The earliest stages of MSA pathogenesis are currently unknown but are likely to involve a relocation of p25α (tubulin polymerization promoting protein/TPPP), an oligodendroglia-specific phosphoprotein and important stabilizer of microtubules and myelin integrity [16], from the myelin sheaths into the oligodendroglial soma preceding the αSyn aggregation. This is followed by oligodendrocyte swelling and abnormal uptake or overexpression of αSyn, which undergoes formation of insoluble oligomers, followed by formation of GCIs [17]. This is associated with a significant decrease of p25α in oligodendroglia containing αSyn-positive GCIs, implying that mitochondrial dysfunction can lead to secondary p25α relocation [18]. Dysregulation of the specialized lipid metabolism involved in myelin synthesis is associated with these changes [19]. The formation of GCIs interferes with oligodendroglial and neuronal trophic support leading to functional disorder and eventually death of these cells, and also initiates neuroinflammation by activation of quiescent microglia [4]. Release of misfolded αSyn into the extracellular space may be taken up by neighbouring neurons to form neuronal cytoplasmic inclusions (NCIs). It is suggested to spread in a "prion-like" form to other functionally connected neuronal networks [20], resulting in a system-like pattern of neurodegeneration that is typical of MSA. Recent postmortem studies expanded the spectrum of neuronal pathology in MSA, describing increased frequencies of NIs. Both NIs and Lewy bodies occur across a wide spectrum of brain regions, not only in canonical disease-associated regions (striatum, substantia nigra), but also in many other regions, suggesting a hierarchy of region-specific susceptibility [21]. Disease duration is significantly correlated with the severity of neurodegeneration, suggesting that the progression of αSyn pathology is time-dependent [4,22]. However, according to these new data, the appearance of NIs appears earlier than previously thought. A correlation between neuronal pathology and both GCIs and NIs in the most severely affected brain regions suggesting a link between these phenomena has been reported [22], although the mechanisms underlying this remain to be elucidated.

In conclusion, the pathogenesis of MSA currently remains unknown.
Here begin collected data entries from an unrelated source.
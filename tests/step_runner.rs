// tests/step_runner.rs

mod common;
use crate::common::{TestResult, reference};

use std::sync::Arc;

use tokio_util::sync::CancellationToken;

use taskrig::config::SetupCommand;
use taskrig::engine::{TaskEvent, TaskStep};
use taskrig::exec::{StepRunner, TaskStepRunner, is_cancellation};
use taskrig::types::{ImagePullPolicy, ImageReference, NetworkReference};
use taskrig_test_utils::builders::ContainerBuilder;
use taskrig_test_utils::fake_runtime::{FakeContainerRuntime, FakeOp};
use taskrig_test_utils::recorders::RecordingEventSink;

fn runner(runtime: FakeContainerRuntime) -> (TaskStepRunner, Arc<FakeContainerRuntime>) {
    let runtime = Arc::new(runtime);
    let runner = TaskStepRunner::new(runtime.clone(), CancellationToken::new(), None);
    (runner, runtime)
}

#[tokio::test]
async fn prepare_creates_a_network_by_default() -> TestResult {
    let (runner, runtime) = runner(FakeContainerRuntime::new());
    let sink = RecordingEventSink::new();

    runner.run(&TaskStep::PrepareTaskNetwork, &sink).await?;

    assert_eq!(
        sink.events(),
        vec![TaskEvent::TaskNetworkCreated {
            network: NetworkReference::new("task-network"),
        }]
    );
    assert_eq!(runtime.calls_for(FakeOp::CreateNetwork).len(), 1);
    Ok(())
}

#[tokio::test]
async fn prepare_checks_an_existing_network() -> TestResult {
    let runtime = Arc::new(FakeContainerRuntime::new());
    let runner = TaskStepRunner::new(
        runtime.clone(),
        CancellationToken::new(),
        Some("shared-net".to_string()),
    );
    let sink = RecordingEventSink::new();

    runner.run(&TaskStep::PrepareTaskNetwork, &sink).await?;

    assert_eq!(
        sink.events(),
        vec![TaskEvent::CustomTaskNetworkChecked {
            network: NetworkReference::new("shared-net"),
        }]
    );
    assert_eq!(runtime.calls_for(FakeOp::FindNetwork), vec!["shared-net"]);
    assert!(runtime.calls_for(FakeOp::CreateNetwork).is_empty());
    Ok(())
}

#[tokio::test]
async fn missing_existing_network_is_a_typed_failure() -> TestResult {
    let runtime = Arc::new(FakeContainerRuntime::new().fail(
        FakeOp::FindNetwork,
        "shared-net",
        "network not found",
    ));
    let runner = TaskStepRunner::new(
        runtime,
        CancellationToken::new(),
        Some("shared-net".to_string()),
    );
    let sink = RecordingEventSink::new();

    runner.run(&TaskStep::PrepareTaskNetwork, &sink).await?;

    assert_eq!(
        sink.events(),
        vec![TaskEvent::CustomTaskNetworkCheckFailed {
            network_identifier: "shared-net".to_string(),
            message: "network not found".to_string(),
        }]
    );
    Ok(())
}

#[tokio::test]
async fn pull_reports_progress_then_result() -> TestResult {
    let (runner, _runtime) = runner(FakeContainerRuntime::new());
    let sink = RecordingEventSink::new();

    let step = TaskStep::PullImage {
        image_name: "postgres:16".to_string(),
        pull_policy: ImagePullPolicy::IfNotPresent,
    };
    runner.run(&step, &sink).await?;

    let events = sink.events();
    assert_eq!(events.len(), 2);
    assert!(events[0].is_informational());
    assert_eq!(events[0].kind(), "ImagePullProgress");
    assert_eq!(
        sink.outcomes(),
        vec![TaskEvent::ImagePulled {
            image_name: "postgres:16".to_string(),
            image: ImageReference::new("postgres:16"),
        }]
    );
    Ok(())
}

#[tokio::test]
async fn failed_build_becomes_image_build_failed() -> TestResult {
    let (runner, _runtime) = runner(FakeContainerRuntime::new().fail(
        FakeOp::BuildImage,
        "app",
        "Dockerfile not found",
    ));
    let sink = RecordingEventSink::new();

    let step = TaskStep::BuildImage {
        container: ContainerBuilder::build_directory("app", "./app").build(),
    };
    runner.run(&step, &sink).await?;

    assert_eq!(
        sink.outcomes(),
        vec![TaskEvent::ImageBuildFailed {
            container: "app".to_string(),
            message: "Dockerfile not found".to_string(),
        }]
    );
    Ok(())
}

#[tokio::test]
async fn main_container_runs_to_exit() -> TestResult {
    let (runner, runtime) = runner(FakeContainerRuntime::new().main_exit_code(3));
    let sink = RecordingEventSink::new();

    let step = TaskStep::RunContainer {
        container: "app".to_string(),
        reference: reference("app"),
        main: true,
    };
    runner.run(&step, &sink).await?;

    assert_eq!(
        sink.events(),
        vec![
            TaskEvent::ContainerStarted {
                container: "app".to_string()
            },
            TaskEvent::RunningContainerExited {
                container: "app".to_string(),
                exit_code: 3,
            },
        ]
    );
    assert_eq!(runtime.calls_for(FakeOp::WaitForExit), vec!["app"]);
    Ok(())
}

#[tokio::test]
async fn dependency_container_is_only_started() -> TestResult {
    let (runner, runtime) = runner(FakeContainerRuntime::new());
    let sink = RecordingEventSink::new();

    let step = TaskStep::RunContainer {
        container: "db".to_string(),
        reference: reference("db"),
        main: false,
    };
    runner.run(&step, &sink).await?;

    assert_eq!(sink.events().len(), 1);
    assert!(runtime.calls_for(FakeOp::WaitForExit).is_empty());
    Ok(())
}

#[tokio::test]
async fn non_zero_setup_command_fails_with_its_output() -> TestResult {
    let (runner, _runtime) = runner(FakeContainerRuntime::new().exec_exit_code("migrate", 2));
    let sink = RecordingEventSink::new();

    let step = TaskStep::RunSetupCommand {
        container: "db".to_string(),
        reference: reference("db"),
        command: SetupCommand {
            command: "migrate".to_string(),
            working_directory: None,
        },
        index: 1,
    };
    runner.run(&step, &sink).await?;

    assert_eq!(
        sink.events(),
        vec![
            TaskEvent::RunningSetupCommand {
                container: "db".to_string(),
                command: "migrate".to_string(),
                index: 1,
            },
            TaskEvent::SetupCommandFailed {
                container: "db".to_string(),
                command: "migrate".to_string(),
                index: 1,
                exit_code: 2,
                output: "ran migrate".to_string(),
            },
        ]
    );
    Ok(())
}

#[tokio::test]
async fn unexpected_runtime_error_is_returned_not_posted() {
    let (runner, _runtime) = runner(FakeContainerRuntime::new().error(
        FakeOp::CreateContainer,
        "app",
        "docker binary missing",
    ));
    let sink = RecordingEventSink::new();

    let step = TaskStep::CreateContainer {
        container: ContainerBuilder::image("app", "alpine").build(),
        image: ImageReference::new("alpine"),
        network: NetworkReference::new("task-network"),
    };
    let err = runner.run(&step, &sink).await.unwrap_err();

    assert_eq!(err.to_string(), "docker binary missing");
    assert!(!is_cancellation(&err));
    assert!(sink.events().is_empty());
}

#[tokio::test]
async fn cancelled_token_stops_run_steps_but_not_cleanup() -> TestResult {
    let runtime = Arc::new(FakeContainerRuntime::new().hold_main_container());
    let token = CancellationToken::new();
    let runner = TaskStepRunner::new(runtime.clone(), token.clone(), None);
    let sink = RecordingEventSink::new();

    let run = TaskStep::RunContainer {
        container: "app".to_string(),
        reference: reference("app"),
        main: true,
    };

    let cancel = async {
        tokio::task::yield_now().await;
        token.cancel();
    };
    let (result, ()) = tokio::join!(runner.run(&run, &sink), cancel);

    let err = result.unwrap_err();
    assert!(is_cancellation(&err));
    assert_eq!(
        sink.events(),
        vec![TaskEvent::ContainerStarted {
            container: "app".to_string()
        }]
    );

    let remove = TaskStep::RemoveContainer {
        container: "app".to_string(),
        reference: reference("app"),
    };
    runner.run(&remove, &sink).await?;

    assert_eq!(
        sink.events().last(),
        Some(&TaskEvent::ContainerRemoved {
            container: "app".to_string()
        })
    );
    assert_eq!(runtime.calls_for(FakeOp::RemoveContainer), vec!["app"]);
    Ok(())
}

#[tokio::test]
async fn cancelled_token_refuses_to_create_resources() {
    let runtime = Arc::new(FakeContainerRuntime::new());
    let token = CancellationToken::new();
    token.cancel();
    let runner = TaskStepRunner::new(runtime.clone(), token, None);
    let sink = RecordingEventSink::new();

    let err = runner
        .run(&TaskStep::PrepareTaskNetwork, &sink)
        .await
        .unwrap_err();
    assert!(is_cancellation(&err));

    let create = TaskStep::CreateContainer {
        container: ContainerBuilder::image("app", "alpine").build(),
        image: ImageReference::new("alpine"),
        network: NetworkReference::new("task-network"),
    };
    let err = runner.run(&create, &sink).await.unwrap_err();
    assert!(is_cancellation(&err));

    assert!(runtime.calls().is_empty());
    assert!(sink.events().is_empty());
}

#[tokio::test]
async fn create_started_before_cancellation_runs_to_completion() -> TestResult {
    let runtime = Arc::new(FakeContainerRuntime::new().delay(
        FakeOp::CreateContainer,
        "app",
        std::time::Duration::from_millis(50),
    ));
    let token = CancellationToken::new();
    let runner = TaskStepRunner::new(runtime.clone(), token.clone(), None);
    let sink = RecordingEventSink::new();

    let create = TaskStep::CreateContainer {
        container: ContainerBuilder::image("app", "alpine").build(),
        image: ImageReference::new("alpine"),
        network: NetworkReference::new("task-network"),
    };

    let cancel = async {
        tokio::task::yield_now().await;
        token.cancel();
    };
    let (result, ()) = tokio::join!(runner.run(&create, &sink), cancel);
    result?;

    assert_eq!(
        sink.events(),
        vec![TaskEvent::ContainerCreated {
            container: "app".to_string(),
            reference: reference("app"),
        }]
    );
    Ok(())
}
The disease has been viewed as a primary gliopathy-synucleinopathy with neuronal pathology developing secondarily through mechanisms via the oligo-myelin-axon-neuron complex [9]. Other authors have proposed that neuronal and glial inclusions may interact synergistically in the neurodegenerative process through unidentified mechanisms [23], disease progression resulting from the simultaneous degeneration of glia and myelin, due to GCIs, and aggregation of αSyn within neurons. Another possibility is that MSA is a primary neuronal disease and that the formation of GCIs results from secondary accumulation of pathologic αSyn that is neuronal in origin [24]. The influence of GCIs on the formation of NIs is unclear. Nonetheless, the burden neuronal pathology appears to increase multifocally as an effect of disease duration associated with increasing overall αSyn burden [25]. Recent findings support the concept that neuronal pathology is an important if not primary component of MSA pathogenesis, which does not exclude the possibility of its acceleration by accumulation of αSyn in glia as GCIs [9,23]. Further research on the basic pathogenic mechanisms, the interplay of the disease process with various pathobiological and molecular changes, and the nature of possible genetic and environmental triggers that unmask its pathogenesis will be needed to develop optimal animal models, and to clarify the relations between the development of pathomorphology and clinical manifestations as a basis for early diagnosis and a disease-modifying treatment of this hitherto incurable devastating disorder [26].


The study was supported by the Society for Support of Research in Experimental Neurology, Vienna, Austria. The author thanks Erich Mitter-Ferstl, PhD, for secretarial work.